::: Extracted records

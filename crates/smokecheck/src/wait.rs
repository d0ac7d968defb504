//! Readiness waiter.
//!
//! Polls a primary [`Signal`] until it holds or its timeout elapses, then
//! tries each [`Fallback`] in order with a shorter sub-timeout. The first
//! satisfied signal ends the wait; later fallbacks are never attempted.
//!
//! Every poll checks before it sleeps, so waiting on a condition that
//! already holds returns immediately and has no side effects. Time is taken
//! from `tokio::time`, which lets tests drive the clock.

use regex::Regex;
use serde::{Deserialize, Serialize};
use std::fmt;
use std::time::Duration;
use tokio::time::Instant;
use tracing::{debug, warn};

use crate::driver::PageDriver;
use crate::engine::Locator;
use crate::locator::ElementQuery;
use crate::result::{SmokeError, SmokeResult};

// =============================================================================
// CONSTANTS
// =============================================================================

/// Default polling interval (50ms)
pub const DEFAULT_POLL_INTERVAL_MS: u64 = 50;

/// Network idle threshold (500ms without requests)
pub const NETWORK_IDLE_THRESHOLD_MS: u64 = 500;

/// Fallback sub-timeouts are capped at this share of the primary timeout
const FALLBACK_SHARE_NUM: u32 = 3;
const FALLBACK_SHARE_DEN: u32 = 5;

// =============================================================================
// LOAD STATE
// =============================================================================

/// Page load states
#[derive(Debug, Clone, Copy, PartialEq, Eq, Hash, Default, Serialize, Deserialize)]
#[serde(rename_all = "snake_case")]
pub enum LoadState {
    /// `DOMContentLoaded` has fired
    DomContentLoaded,
    /// The `load` event has fired
    #[default]
    Load,
    /// No network activity for 500ms
    NetworkIdle,
}

impl LoadState {
    /// Get the event name for this load state
    #[must_use]
    pub const fn event_name(&self) -> &'static str {
        match self {
            Self::DomContentLoaded => "domcontentloaded",
            Self::Load => "load",
            Self::NetworkIdle => "networkidle",
        }
    }
}

impl fmt::Display for LoadState {
    fn fmt(&self, f: &mut fmt::Formatter<'_>) -> fmt::Result {
        write!(f, "{}", self.event_name())
    }
}

// =============================================================================
// SIGNALS
// =============================================================================

/// Element condition to wait for
#[derive(Debug, Clone, Copy, PartialEq, Eq, Hash, Serialize, Deserialize)]
#[serde(rename_all = "snake_case")]
pub enum Condition {
    /// Resolved in the document
    Attached,
    /// Resolved and rendered
    Visible,
    /// Not resolved, or resolved but not rendered
    Hidden,
    /// Resolved and accepting interaction
    Enabled,
}

impl fmt::Display for Condition {
    fn fmt(&self, f: &mut fmt::Formatter<'_>) -> fmt::Result {
        let name = match self {
            Self::Attached => "attached",
            Self::Visible => "visible",
            Self::Hidden => "hidden",
            Self::Enabled => "enabled",
        };
        write!(f, "{name}")
    }
}

/// Something a wait can be satisfied by
#[derive(Debug, Clone, PartialEq, Eq)]
pub enum Signal {
    /// An element condition
    Element {
        /// Element to observe
        query: ElementQuery,
        /// Condition it must meet
        condition: Condition,
    },
    /// A page load state
    Load(LoadState),
}

impl Signal {
    /// Element condition signal
    #[must_use]
    pub fn element(query: ElementQuery, condition: Condition) -> Self {
        Self::Element { query, condition }
    }

    /// Element visibility signal
    #[must_use]
    pub fn visible(query: ElementQuery) -> Self {
        Self::element(query, Condition::Visible)
    }
}

impl fmt::Display for Signal {
    fn fmt(&self, f: &mut fmt::Formatter<'_>) -> fmt::Result {
        match self {
            Self::Element { query, condition } => write!(f, "{query} {condition}"),
            Self::Load(state) => write!(f, "load state {state}"),
        }
    }
}

/// Secondary signal tried after the primary times out
#[derive(Debug, Clone, PartialEq, Eq)]
pub struct Fallback {
    /// Signal to wait for
    pub signal: Signal,
    /// Requested sub-timeout; capped, and defaulted, to 60% of the primary
    pub timeout: Option<Duration>,
}

impl Fallback {
    /// Fallback with the default sub-timeout
    #[must_use]
    pub const fn new(signal: Signal) -> Self {
        Self {
            signal,
            timeout: None,
        }
    }

    /// Fallback with a requested sub-timeout
    #[must_use]
    pub const fn with_timeout(signal: Signal, timeout: Duration) -> Self {
        Self {
            signal,
            timeout: Some(timeout),
        }
    }
}

// =============================================================================
// WAIT SPEC AND OUTCOME
// =============================================================================

/// Full description of one wait
#[derive(Debug, Clone, PartialEq, Eq)]
pub struct WaitSpec {
    /// Signal tried first
    pub primary: Signal,
    /// Timeout for the primary signal
    pub timeout: Duration,
    /// Signals tried in order after the primary times out
    pub fallbacks: Vec<Fallback>,
    /// Delay between polls
    pub poll_interval: Duration,
}

impl WaitSpec {
    /// Wait for `primary` for at most `timeout`
    #[must_use]
    pub const fn new(primary: Signal, timeout: Duration) -> Self {
        Self {
            primary,
            timeout,
            fallbacks: Vec::new(),
            poll_interval: Duration::from_millis(DEFAULT_POLL_INTERVAL_MS),
        }
    }

    /// Append a fallback
    #[must_use]
    pub fn with_fallback(mut self, fallback: Fallback) -> Self {
        self.fallbacks.push(fallback);
        self
    }

    /// Append several fallbacks
    #[must_use]
    pub fn with_fallbacks(mut self, fallbacks: impl IntoIterator<Item = Fallback>) -> Self {
        self.fallbacks.extend(fallbacks);
        self
    }

    /// Set polling interval
    #[must_use]
    pub const fn with_poll_interval(mut self, poll_interval: Duration) -> Self {
        self.poll_interval = poll_interval;
        self
    }

    /// Longest sub-timeout any fallback may use
    #[must_use]
    pub fn fallback_cap(&self) -> Duration {
        self.timeout * FALLBACK_SHARE_NUM / FALLBACK_SHARE_DEN
    }

    /// Effective sub-timeout of a fallback
    #[must_use]
    pub fn fallback_timeout(&self, fallback: &Fallback) -> Duration {
        let cap = self.fallback_cap();
        fallback.timeout.map_or(cap, |t| t.min(cap))
    }
}

/// Record of one signal's wait
#[derive(Debug, Clone, PartialEq, Eq)]
pub struct WaitAttempt {
    /// Signal description
    pub signal: String,
    /// Timeout applied
    pub timeout: Duration,
    /// Whether it was satisfied
    pub satisfied: bool,
    /// Time spent on this signal
    pub elapsed: Duration,
    /// Number of checks performed
    pub polls: u32,
}

/// Result of a wait
#[derive(Debug, Clone, PartialEq, Eq)]
pub struct WaitOutcome {
    /// Whether any signal was satisfied
    pub satisfied: bool,
    /// Description of the signal that satisfied the wait
    pub satisfied_by: Option<String>,
    /// Total time spent
    pub elapsed: Duration,
    /// Attempts in the order they ran
    pub attempts: Vec<WaitAttempt>,
}

impl WaitOutcome {
    /// Whether a fallback, not the primary, satisfied the wait
    #[must_use]
    pub fn used_fallback(&self) -> bool {
        self.satisfied && self.attempts.len() > 1
    }
}

// =============================================================================
// URL PATTERN
// =============================================================================

/// URL pattern for navigation checks
#[derive(Debug, Clone)]
pub enum UrlPattern {
    /// Exact URL match
    Exact(String),
    /// Prefix match
    Prefix(String),
    /// Contains substring
    Contains(String),
    /// Regex match
    Regex(Regex),
}

impl UrlPattern {
    /// Compile a regex pattern
    pub fn regex(pattern: &str) -> SmokeResult<Self> {
        Regex::new(pattern)
            .map(Self::Regex)
            .map_err(|e| SmokeError::ConfigError {
                message: format!("invalid URL pattern {pattern:?}: {e}"),
            })
    }

    /// Check if a URL matches this pattern
    #[must_use]
    pub fn matches(&self, url: &str) -> bool {
        match self {
            Self::Exact(pattern) => url == pattern,
            Self::Prefix(pattern) => url.starts_with(pattern.as_str()),
            Self::Contains(pattern) => url.contains(pattern.as_str()),
            Self::Regex(re) => re.is_match(url),
        }
    }
}

// =============================================================================
// WAITER
// =============================================================================

/// Waits for readiness signals
#[derive(Clone, Copy)]
pub struct Waiter<'a> {
    locator: Locator<'a>,
    poll_interval: Duration,
}

impl fmt::Debug for Waiter<'_> {
    fn fmt(&self, f: &mut fmt::Formatter<'_>) -> fmt::Result {
        f.debug_struct("Waiter")
            .field("poll_interval", &self.poll_interval)
            .finish_non_exhaustive()
    }
}

impl<'a> Waiter<'a> {
    /// Create a waiter over a driver
    #[must_use]
    pub fn new(driver: &'a dyn PageDriver) -> Self {
        Self {
            locator: Locator::new(driver),
            poll_interval: Duration::from_millis(DEFAULT_POLL_INTERVAL_MS),
        }
    }

    /// Set the polling interval used by waits this waiter builds itself
    #[must_use]
    pub const fn with_poll_interval(mut self, poll_interval: Duration) -> Self {
        self.locator = self.locator.with_poll_interval(poll_interval);
        self.poll_interval = poll_interval;
        self
    }

    /// Spec for `primary` polled at this waiter's interval
    #[must_use]
    pub fn spec(&self, primary: Signal, timeout: Duration) -> WaitSpec {
        WaitSpec::new(primary, timeout).with_poll_interval(self.poll_interval)
    }

    /// Check a signal once
    pub async fn check(&self, signal: &Signal) -> SmokeResult<bool> {
        match signal {
            Signal::Element { query, condition } => {
                let obs = self.locator.observe(query).await?;
                Ok(match condition {
                    Condition::Attached => obs.exists(),
                    Condition::Visible => obs.visible(),
                    Condition::Hidden => !obs.visible(),
                    Condition::Enabled => obs.enabled(),
                })
            }
            Signal::Load(state) => match self.locator.driver().load_state_reached(*state).await {
                Ok(reached) => Ok(reached),
                Err(e) => {
                    debug!(%state, error = %e, "load state check failed");
                    Ok(false)
                }
            },
        }
    }

    async fn poll(
        &self,
        signal: &Signal,
        timeout: Duration,
        poll_interval: Duration,
    ) -> SmokeResult<WaitAttempt> {
        let start = Instant::now();
        let mut polls = 0;
        loop {
            polls += 1;
            let satisfied = self.check(signal).await?;
            let elapsed = start.elapsed();
            if satisfied || elapsed >= timeout {
                return Ok(WaitAttempt {
                    signal: signal.to_string(),
                    timeout,
                    satisfied,
                    elapsed,
                    polls,
                });
            }
            tokio::time::sleep(poll_interval.min(timeout - elapsed)).await;
        }
    }

    /// Wait for the primary signal, then each fallback in order
    pub async fn wait(&self, spec: &WaitSpec) -> SmokeResult<WaitOutcome> {
        let start = Instant::now();
        let mut attempts = Vec::with_capacity(1 + spec.fallbacks.len());

        let primary = self
            .poll(&spec.primary, spec.timeout, spec.poll_interval)
            .await?;
        let mut satisfied_by = primary.satisfied.then(|| primary.signal.clone());
        attempts.push(primary);

        if satisfied_by.is_none() {
            for fallback in &spec.fallbacks {
                let timeout = spec.fallback_timeout(fallback);
                warn!(
                    primary = %spec.primary,
                    fallback = %fallback.signal,
                    timeout_ms = timeout.as_millis() as u64,
                    "primary wait timed out, trying fallback"
                );
                let attempt = self
                    .poll(&fallback.signal, timeout, spec.poll_interval)
                    .await?;
                let done = attempt.satisfied;
                if done {
                    satisfied_by = Some(attempt.signal.clone());
                }
                attempts.push(attempt);
                if done {
                    break;
                }
            }
        }

        let outcome = WaitOutcome {
            satisfied: satisfied_by.is_some(),
            satisfied_by,
            elapsed: start.elapsed(),
            attempts,
        };
        debug!(
            signal = %spec.primary,
            satisfied = outcome.satisfied,
            elapsed_ms = outcome.elapsed.as_millis() as u64,
            "wait finished"
        );
        Ok(outcome)
    }

    /// Wait for an element condition; `false` once every signal timed out
    pub async fn await_state(
        &self,
        query: &ElementQuery,
        condition: Condition,
        timeout: Duration,
        fallbacks: &[Fallback],
    ) -> SmokeResult<bool> {
        let spec = self
            .spec(Signal::element(query.clone(), condition), timeout)
            .with_fallbacks(fallbacks.iter().cloned());
        Ok(self.wait(&spec).await?.satisfied)
    }

    /// Wait that must succeed; a timeout becomes [`SmokeError::Timeout`]
    pub async fn require(&self, spec: &WaitSpec) -> SmokeResult<WaitOutcome> {
        let outcome = self.wait(spec).await?;
        if outcome.satisfied {
            Ok(outcome)
        } else {
            Err(SmokeError::Timeout {
                condition: spec.primary.to_string(),
                ms: spec.timeout.as_millis() as u64,
            })
        }
    }

    /// Wait for `load`, fall back to `networkidle`, then proceed regardless
    pub async fn settle_load(&self, timeout: Duration) -> SmokeResult<WaitOutcome> {
        let spec = self
            .spec(Signal::Load(LoadState::Load), timeout)
            .with_fallback(Fallback::new(Signal::Load(LoadState::NetworkIdle)));
        let outcome = self.wait(&spec).await?;
        if !outcome.satisfied {
            warn!(
                timeout_ms = timeout.as_millis() as u64,
                "page never settled, proceeding anyway"
            );
        }
        Ok(outcome)
    }

    /// Wait until the current URL matches `pattern`
    pub async fn wait_for_url(
        &self,
        pattern: &UrlPattern,
        timeout: Duration,
        poll_interval: Duration,
    ) -> SmokeResult<bool> {
        let start = Instant::now();
        loop {
            if let Ok(url) = self.locator.driver().current_url().await {
                if pattern.matches(&url) {
                    return Ok(true);
                }
            }
            let elapsed = start.elapsed();
            if elapsed >= timeout {
                return Ok(false);
            }
            tokio::time::sleep(poll_interval.min(timeout - elapsed)).await;
        }
    }
}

::::::

Your assignment
Return every line of the listing that has the word "spent" in it.

Solution to this task
    /// Time spent on this signal
    /// Total time spent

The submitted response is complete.